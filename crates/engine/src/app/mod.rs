mod coordinator;
mod frontend;
mod progress;
mod quiz;
mod sequence;

pub use coordinator::SceneCoordinator;
pub use frontend::{
    AudioSurface, EffectsSurface, Frontend, NarrationLine, NarrationPresenter, Persona,
    ProgressSink, StageView,
};
pub use progress::ProgressStore;
pub use quiz::{
    accuracy, MissionReport, OptionView, QuestionPrompt, QuizError, QuizSession, QuizSignal,
    QuizStep, ReportStatus,
};
pub use sequence::{EventSequencer, SequenceOutcome, SequencePhase, SequenceTick, StageEffect};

## Problem requirements
Where does the word "coordinator" occur in the data? Copy every line that has it.

## Exercise answer
mod coordinator;
pub use coordinator::SceneCoordinator;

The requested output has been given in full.